RASIOO.id – Kepala Kantor Wilayah (Kakanwil) Direktorat Jenderal Bea dan Cukai (DJBC) Jawa Barat, Finari Manan menyampaikan bahwa ada sanksi tegas untuk pengedar, penjual, hingga pembeli rokok ilegal.

Finari menyebut, sanksi tegas itu berupa kurungan penjara minimal 1 tahun dan maksimal 5 tahun serta denda Rp200 juta hingga Rp5 miliar.

“Sesuai dengan pasal 54 Undang-Undang Cukai bahwa setiap yang mengedarkan menimbun, membeli, bahkan mengkonsumsi yang rokok ilegal itu dikenakan sanksi tindak pidana 1 tahun paling lama 5 tahun atau denda 200 juta sampai 5 miliar,” kata dia, Selasa 21 Oktober 2025.

Baca Juga: Beacukai dan Pemkab Bogor Musnahkan Jutaan Rokok Ilegal dan Ribuan Botol Miras

 

Ia mengajak masyarakat untuk melapor jika ada warung atau penjual rokok ilegal. Laporan itu, kata dia, bisa disampaikan melalui Satpol-PP terdekat maupun ke Beacukai langsung.

“Sangat bisa dilaporkan, harus.

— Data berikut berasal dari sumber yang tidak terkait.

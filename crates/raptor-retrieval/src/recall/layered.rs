use std::collections::BTreeSet;

use raptor_core::cancellation::CancellationToken;
use raptor_core::config::{RetrievalConfig, SelectionMode};
use raptor_core::errors::{RaptorError, RaptorResult};
use raptor_core::models::NodeId;
use raptor_core::traits::ITreeIndex;
use tracing::debug;

use crate::ranking::sort_by_recall;

/// Top-down traversal.
///
/// Starts at `start_layer` (default: the top layer), scores only the nodes on
/// the current frontier, keeps up to M of them, and descends into the
/// children of the kept nodes for at most `num_layers` layers. Every kept
/// node, summary or leaf, is returned with its score.
pub(super) fn traverse(
    index: &dyn ITreeIndex,
    query: &str,
    config: &RetrievalConfig,
    cancel: &CancellationToken,
) -> RaptorResult<Vec<(NodeId, f64)>> {
    let layers = index.num_layers()?;
    let top = layers.saturating_sub(1);
    let start = config.start_layer.unwrap_or(top);
    if start >= layers {
        return Err(invalid(format!(
            "start_layer {start} is beyond the top layer {top}"
        )));
    }
    let depth = config.num_layers.unwrap_or(start + 1);
    if depth > start + 1 {
        return Err(invalid(format!(
            "num_layers {depth} exceeds the {} layers at or below start_layer {start}",
            start + 1
        )));
    }
    let fan_out = config.effective_fan_out()?;

    let mut frontier = if start == top {
        index.get_roots()
    } else {
        index.layer_nodes(start)?
    };
    let mut kept_all = Vec::new();

    for step in 0..depth {
        if cancel.is_cancelled() {
            return Err(super::cancelled());
        }
        if frontier.is_empty() {
            break;
        }
        let scores = index.similarity_batch(query, &frontier)?;
        let mut layer: Vec<(NodeId, f64)> = frontier
            .iter()
            .copied()
            .zip(scores)
            .filter(|(_, s)| s.is_finite())
            .collect();
        sort_by_recall(&mut layer);
        let kept = select(layer, config.selection, fan_out);
        debug!(
            layer = start - step,
            frontier = frontier.len(),
            kept = kept.len(),
            "layer traversed"
        );

        if step + 1 < depth {
            let mut next = BTreeSet::new();
            for (id, _) in &kept {
                next.extend(index.get_children(*id)?);
            }
            frontier = next.into_iter().collect();
        }
        kept_all.extend(kept);
    }

    Ok(kept_all)
}

/// Apply the per-layer selection rule to a layer already in recall order.
fn select(layer: Vec<(NodeId, f64)>, mode: SelectionMode, fan_out: usize) -> Vec<(NodeId, f64)> {
    match mode {
        SelectionMode::TopK => layer.into_iter().take(fan_out).collect(),
        SelectionMode::Threshold { threshold } => layer
            .into_iter()
            .filter(|(_, s)| *s > threshold)
            .take(fan_out)
            .collect(),
    }
}

fn invalid(reason: String) -> RaptorError {
    RaptorError::InvalidConfig { reason }
}
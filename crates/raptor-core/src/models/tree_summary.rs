use std::collections::BTreeMap;

use serde::{Deserialize, Serialize};

use super::node::NodeId;

/// A leaf chunk as reported by [`TreeSummary`].
#[derive(Debug, Clone, PartialEq, Serialize, Deserialize)]
pub struct LeafInfo {
    pub index: NodeId,
    pub text: String,
}

/// A summary node as reported by [`TreeSummary`].
#[derive(Debug, Clone, PartialEq, Serialize, Deserialize)]
pub struct SummaryInfo {
    pub index: NodeId,
    pub text: String,
    pub children: Vec<NodeId>,
}

/// Structural report of a tree: leaves, summaries grouped by layer, and totals.
#[derive(Debug, Clone, PartialEq, Serialize, Deserialize)]
pub struct TreeSummary {
    pub leaf_nodes: Vec<LeafInfo>,
    /// Layer number → summary nodes of that layer (layers ≥ 1 only).
    pub summary_nodes: BTreeMap<usize, Vec<SummaryInfo>>,
    pub num_layers: usize,
    pub total_nodes: usize,
}
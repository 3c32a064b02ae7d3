//! Per-query performance log: query text, traversal mode, rerank decision,
//! latency, result count, and tokens used.

use std::time::Duration;

use raptor_core::config::TraversalMode;
use raptor_core::models::{RerankDecision, RetrievalOutcome};
use serde::{Deserialize, Serialize};

#[derive(Debug, Clone, Serialize, Deserialize)]
pub struct QueryLogEntry {
    pub query: String,
    pub mode: TraversalMode,
    pub decision: RerankDecision,
    pub latency: Duration,
    pub candidates_recalled: usize,
    pub result_count: usize,
    pub token_budget: usize,
    pub tokens_used: usize,
    pub timestamp_epoch_ms: i64,
}

impl QueryLogEntry {
    pub fn from_outcome(
        query: impl Into<String>,
        mode: TraversalMode,
        token_budget: usize,
        outcome: &RetrievalOutcome,
    ) -> Self {
        Self {
            query: query.into(),
            mode,
            decision: outcome.decision,
            latency: outcome.latency,
            candidates_recalled: outcome.candidates_recalled,
            result_count: outcome.passages.len(),
            token_budget,
            tokens_used: outcome.passages.total_tokens(),
            timestamp_epoch_ms: chrono::Utc::now().timestamp_millis(),
        }
    }
}

/// Append-only query log with ring-buffer retention.
#[derive(Debug, Clone)]
pub struct QueryLog {
    entries: Vec<QueryLogEntry>,
    max_entries: usize,
}

impl Default for QueryLog {
    fn default() -> Self {
        Self::new()
    }
}

impl QueryLog {
    pub fn new() -> Self {
        Self::with_capacity(50_000)
    }

    pub fn with_capacity(max_entries: usize) -> Self {
        Self {
            entries: Vec::new(),
            max_entries,
        }
    }

    pub fn record(&mut self, entry: QueryLogEntry) {
        tracing::debug!(
            event = "query_logged",
            query = %entry.query,
            mode = ?entry.mode,
            decision = ?entry.decision,
            latency_ms = entry.latency.as_millis() as u64,
            result_count = entry.result_count,
            tokens_used = entry.tokens_used,
            "query logged"
        );

        self.entries.push(entry);
        if self.entries.len() > self.max_entries {
            self.entries.drain(..self.entries.len() - self.max_entries);
        }
    }

    pub fn entries(&self) -> &[QueryLogEntry] {
        &self.entries
    }

    pub fn avg_latency(&self) -> Duration {
        if self.entries.is_empty() {
            return Duration::ZERO;
        }
        let total: Duration = self.entries.iter().map(|e| e.latency).sum();
        total / self.entries.len() as u32
    }

    /// Latency at the given percentile (0.0 to 1.0).
    pub fn latency_percentile(&self, p: f64) -> Duration {
        if self.entries.is_empty() {
            return Duration::ZERO;
        }
        let mut latencies: Vec<Duration> = self.entries.iter().map(|e| e.latency).collect();
        latencies.sort();
        let idx = ((p * (latencies.len() - 1) as f64).round() as usize).min(latencies.len() - 1);
        latencies[idx]
    }

    /// Share of logged queries whose order came from the rerank model.
    pub fn rerank_rate(&self) -> f64 {
        if self.entries.is_empty() {
            return 0.0;
        }
        let reranked = self
            .entries
            .iter()
            .filter(|e| e.decision == RerankDecision::Reranked)
            .count();
        reranked as f64 / self.entries.len() as f64
    }

    pub fn count(&self) -> usize {
        self.entries.len()
    }
}
mod candidate;
mod degradation_event;
mod node;
mod outcome;
mod tree_summary;

pub use candidate::{CandidateNode, RerankedCandidate, TokenWeighted};
pub use degradation_event::DegradationEvent;
pub use node::{NodeId, TreeNode};
pub use outcome::{LayerInfo, RerankDecision, RetrievalOutcome, RetrievedPassages};
pub use tree_summary::{LeafInfo, SummaryInfo, TreeSummary};
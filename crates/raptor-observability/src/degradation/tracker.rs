//! Degradation history for one caller: which stage fell back, when, and
//! whether it has since recovered.

use chrono::{DateTime, Utc};
use raptor_core::constants::COMPONENT_RERANK;
use raptor_core::models::{DegradationEvent, RerankDecision, RetrievalOutcome};
use serde::{Deserialize, Serialize};

#[derive(Debug, Clone, Copy, PartialEq, Eq, Serialize, Deserialize)]
#[serde(rename_all = "lowercase")]
pub enum RecoveryStatus {
    Active,
    Recovered,
}

#[derive(Debug, Clone, Serialize, Deserialize)]
pub struct TrackedDegradation {
    pub event: DegradationEvent,
    pub recovery_status: RecoveryStatus,
    pub recovered_at: Option<DateTime<Utc>>,
}

/// Caller-owned log of degradation events.
///
/// Nothing in the pipeline holds one; feed it outcomes with [`observe`](Self::observe).
#[derive(Debug, Clone, Default)]
pub struct DegradationTracker {
    events: Vec<TrackedDegradation>,
}

impl DegradationTracker {
    pub fn new() -> Self {
        Self::default()
    }

    pub fn record(&mut self, event: DegradationEvent) {
        self.events.push(TrackedDegradation {
            event,
            recovery_status: RecoveryStatus::Active,
            recovered_at: None,
        });
    }

    /// Record the outcome's degradation, or mark the rerank stage recovered
    /// when the outcome was actually reranked.
    pub fn observe(&mut self, outcome: &RetrievalOutcome) {
        if let Some(event) = &outcome.degradation {
            self.record(event.clone());
        } else if outcome.decision == RerankDecision::Reranked {
            self.mark_recovered(COMPONENT_RERANK);
        }
    }

    /// Mark every active degradation of `component` as recovered.
    pub fn mark_recovered(&mut self, component: &str) {
        let now = Utc::now();
        for tracked in self.events.iter_mut() {
            if tracked.event.component == component
                && tracked.recovery_status == RecoveryStatus::Active
            {
                tracked.recovery_status = RecoveryStatus::Recovered;
                tracked.recovered_at = Some(now);
            }
        }
    }

    pub fn events(&self) -> &[TrackedDegradation] {
        &self.events
    }

    pub fn active_degradations(&self) -> Vec<&TrackedDegradation> {
        self.events
            .iter()
            .filter(|t| t.recovery_status == RecoveryStatus::Active)
            .collect()
    }

    pub fn is_degraded(&self, component: &str) -> bool {
        self.active_degradations()
            .iter()
            .any(|t| t.event.component == component)
    }

    /// Count events in the last N seconds for a given component.
    pub fn count_recent(&self, component: &str, window_secs: i64) -> usize {
        let cutoff = Utc::now() - chrono::Duration::seconds(window_secs);
        self.events
            .iter()
            .filter(|t| t.event.component == component && t.event.timestamp > cutoff)
            .count()
    }

    /// How long `component` has been continuously degraded, if it is.
    pub fn degraded_duration(&self, component: &str) -> Option<chrono::Duration> {
        let earliest = self
            .events
            .iter()
            .filter(|t| {
                t.event.component == component && t.recovery_status == RecoveryStatus::Active
            })
            .map(|t| t.event.timestamp)
            .min()?;
        Some(Utc::now() - earliest)
    }
}
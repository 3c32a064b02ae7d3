use std::collections::{BTreeMap, HashMap};
use std::sync::atomic::{AtomicUsize, Ordering};
use std::sync::Arc;
use std::time::Duration;

use raptor_core::errors::{RaptorError, RaptorResult};
use raptor_core::models::{NodeId, TreeNode};
use raptor_core::traits::ITreeIndex;

/// Tree index whose similarities are fixed up front, independent of the query.
pub struct ScriptedTree {
    nodes: BTreeMap<NodeId, Arc<TreeNode>>,
    roots: Vec<NodeId>,
    scores: HashMap<NodeId, f64>,
    delay: Option<Duration>,
    similarity_calls: AtomicUsize,
}

impl ScriptedTree {
    /// Roots are the nodes on the highest level present.
    pub fn new(nodes: Vec<TreeNode>, scores: impl IntoIterator<Item = (NodeId, f64)>) -> Self {
        let top = nodes.iter().map(|n| n.level).max().unwrap_or(0);
        let roots = nodes.iter().filter(|n| n.level == top).map(|n| n.id).collect();
        Self {
            nodes: nodes.into_iter().map(|n| (n.id, Arc::new(n))).collect(),
            roots,
            scores: scores.into_iter().collect(),
            delay: None,
            similarity_calls: AtomicUsize::new(0),
        }
    }

    pub fn empty() -> Self {
        Self::new(Vec::new(), [])
    }

    /// `n` leaves with text `"leaf {i}"`, leaf `i` scoring `0.9 - step * i`.
    pub fn descending_leaves(n: usize, step: f64) -> Self {
        let nodes = (0..n).map(|i| TreeNode::leaf(i, format!("leaf {i}"))).collect();
        let scores = (0..n).map(|i| (i, 0.9 - step * i as f64)).collect::<Vec<_>>();
        Self::new(nodes, scores)
    }

    /// Sleep for `delay` in every similarity call.
    pub fn with_delay(mut self, delay: Duration) -> Self {
        self.delay = Some(delay);
        self
    }

    pub fn similarity_calls(&self) -> usize {
        self.similarity_calls.load(Ordering::SeqCst)
    }
}

impl ITreeIndex for ScriptedTree {
    fn get_node(&self, id: NodeId) -> RaptorResult<Arc<TreeNode>> {
        self.nodes
            .get(&id)
            .cloned()
            .ok_or(RaptorError::NodeNotFound { id })
    }

    fn get_children(&self, id: NodeId) -> RaptorResult<Vec<NodeId>> {
        Ok(self.get_node(id)?.children.iter().copied().collect())
    }

    fn get_roots(&self) -> Vec<NodeId> {
        self.roots.clone()
    }

    fn similarity(&self, _query: &str, id: NodeId) -> RaptorResult<f64> {
        self.similarity_calls.fetch_add(1, Ordering::SeqCst);
        if let Some(delay) = self.delay {
            std::thread::sleep(delay);
        }
        if !self.nodes.contains_key(&id) {
            return Err(RaptorError::NodeNotFound { id });
        }
        Ok(self.scores.get(&id).copied().unwrap_or(0.0))
    }

    fn node_count(&self) -> usize {
        self.nodes.len()
    }
}
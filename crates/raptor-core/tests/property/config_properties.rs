use proptest::prelude::*;
use raptor_core::config::{RaptorConfig, RetrievalConfig, SelectionMode};
use raptor_core::RaptorError;

fn retrieval_config() -> impl Strategy<Value = RetrievalConfig> {
    (
        (0usize..20, 0usize..6, 0usize..5_000),
        (proptest::option::of(0usize..8), proptest::option::of(0usize..4)),
        (0usize..64, -1.0f64..2.0, 0u64..3_000, 0u64..3_000),
        proptest::option::of(-1.0f64..1.0),
    )
        .prop_map(|(sizes, layers, rerank, threshold)| RetrievalConfig {
            top_k: sizes.0,
            over_fetch_factor: sizes.1,
            max_tokens: sizes.2,
            layer_fan_out: layers.0,
            num_layers: layers.1,
            rerank_batch_size: rerank.0,
            rerank_score_spread_threshold: rerank.1,
            rerank_timeout_ms: rerank.2,
            recall_timeout_ms: rerank.3,
            selection: threshold
                .map(|threshold| SelectionMode::Threshold { threshold })
                .unwrap_or_default(),
            ..Default::default()
        })
}

fn in_range(c: &RetrievalConfig) -> bool {
    c.top_k >= 1
        && c.over_fetch_factor >= 1
        && c.rerank_batch_size >= 1
        && c.rerank_score_spread_threshold >= 0.0
        && c.rerank_timeout_ms > 0
        && c.recall_timeout_ms > 0
        && c.layer_fan_out != Some(0)
        && c.num_layers != Some(0)
}

proptest! {
    #[test]
    fn validate_accepts_exactly_the_valid_ranges(config in retrieval_config()) {
        let before = config.clone();
        let result = config.validate();
        prop_assert_eq!(result.is_ok(), in_range(&config));
        if let Err(e) = result {
            let is_invalid_config = matches!(e, RaptorError::InvalidConfig { .. });
            prop_assert!(is_invalid_config);
        }
        // Rejection never rewrites a value.
        prop_assert_eq!(config, before);
    }

    #[test]
    fn valid_configs_survive_a_toml_roundtrip(config in retrieval_config()) {
        prop_assume!(in_range(&config));
        let full = RaptorConfig {
            retrieval: config.clone(),
            ..Default::default()
        };
        let parsed = RaptorConfig::from_toml(&full.to_toml().unwrap()).unwrap();
        prop_assert_eq!(parsed.retrieval, config);
    }
}
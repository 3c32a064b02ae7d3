use raptor_core::models::{CandidateNode, NodeId};

/// Identity of a passage for caching purposes.
#[derive(Debug, Clone, PartialEq, Eq, Hash)]
pub enum PassageKey {
    /// A tree node; node text is immutable, so the id is enough.
    Node(NodeId),
    /// Free-standing text, identified by its blake3 hex digest.
    TextHash(String),
}

/// A passage to score.
#[derive(Debug, Clone)]
pub struct Passage {
    pub key: PassageKey,
    pub text: String,
}

impl Passage {
    pub fn node(id: NodeId, text: impl Into<String>) -> Self {
        Self {
            key: PassageKey::Node(id),
            text: text.into(),
        }
    }

    pub fn text(text: impl Into<String>) -> Self {
        let text = text.into();
        Self {
            key: PassageKey::TextHash(blake3::hash(text.as_bytes()).to_hex().to_string()),
            text,
        }
    }
}

impl From<&CandidateNode> for Passage {
    fn from(candidate: &CandidateNode) -> Self {
        Self::node(candidate.id(), candidate.node.text.clone())
    }
}
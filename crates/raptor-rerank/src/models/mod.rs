//! Rerank model backends and the name registry.

#[cfg(feature = "reranker")]
mod cross_encoder;
mod lexical;

use std::sync::Arc;

use raptor_core::errors::{RaptorError, RaptorResult};
use raptor_core::traits::IRerankModel;

#[cfg(feature = "reranker")]
pub use cross_encoder::CrossEncoderModel;
pub use lexical::LexicalOverlapModel;

pub const LEXICAL_OVERLAP: &str = "lexical-overlap";
pub const BGE_RERANKER_BASE: &str = "bge-reranker-base";
pub const BGE_RERANKER_V2_M3: &str = "bge-reranker-v2-m3";

/// Construct the backend registered under `name`.
pub fn build_model(name: &str) -> RaptorResult<Arc<dyn IRerankModel>> {
    match name {
        LEXICAL_OVERLAP => Ok(Arc::new(LexicalOverlapModel)),
        BGE_RERANKER_BASE | BGE_RERANKER_V2_M3 => cross_encoder_for(name),
        other => Err(RaptorError::InvalidConfig {
            reason: format!("unknown rerank model {other:?}"),
        }),
    }
}

#[cfg(feature = "reranker")]
fn cross_encoder_for(name: &str) -> RaptorResult<Arc<dyn IRerankModel>> {
    Ok(Arc::new(CrossEncoderModel::load(name)?))
}

#[cfg(not(feature = "reranker"))]
fn cross_encoder_for(name: &str) -> RaptorResult<Arc<dyn IRerankModel>> {
    Err(RaptorError::InvalidConfig {
        reason: format!("rerank model {name:?} requires the `reranker` feature"),
    })
}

Bisa ke Satpol-PP, bisa ke bea cukai,” jelas dia.

Sebelumnya, Bea Cukai Jawa Barat bersama pemerintah Kabupaten Bogor melakukan pemusnahan jutaan rokok ilegal dan ribuan botol minuman kerjas di kawasan Stadion Pakansari, Selasa 21 Oktober 2025.

Kepala Kantor Wilayah Direktorat Jenderal Bea dan Cukai (DJBC) Jawa Barat, Finari Manan menjelaskan ada sebanyak 1.880.812 batang rokok ilegal dan 13.228 botol miras hasil penyitaan yang dimusnahkan.

Dari total pemusnahan itu, total perhitungan senilai Rp2,8 miliar dengan kerugian negara Rp1,4 miliar dari cukai yang tidak tersampaikan.

Khusus rokok ilegal, DJBC Jawa Barat sudah melakukan penindakan sebanyak 78 juta batang rokok ilegal hingga Oktober dan menargetkan 90 juta batang hingga akhir tahun 2025

“Ini adalah rokok lokal yang kita cegah melintas dari Madura, Jawa Tengah, dan Jawa Timur jadi di Bogor ini atau jawa barat bukan tempat produksi tetapi tempat pelintasan dan pemasaran,” jelas dia.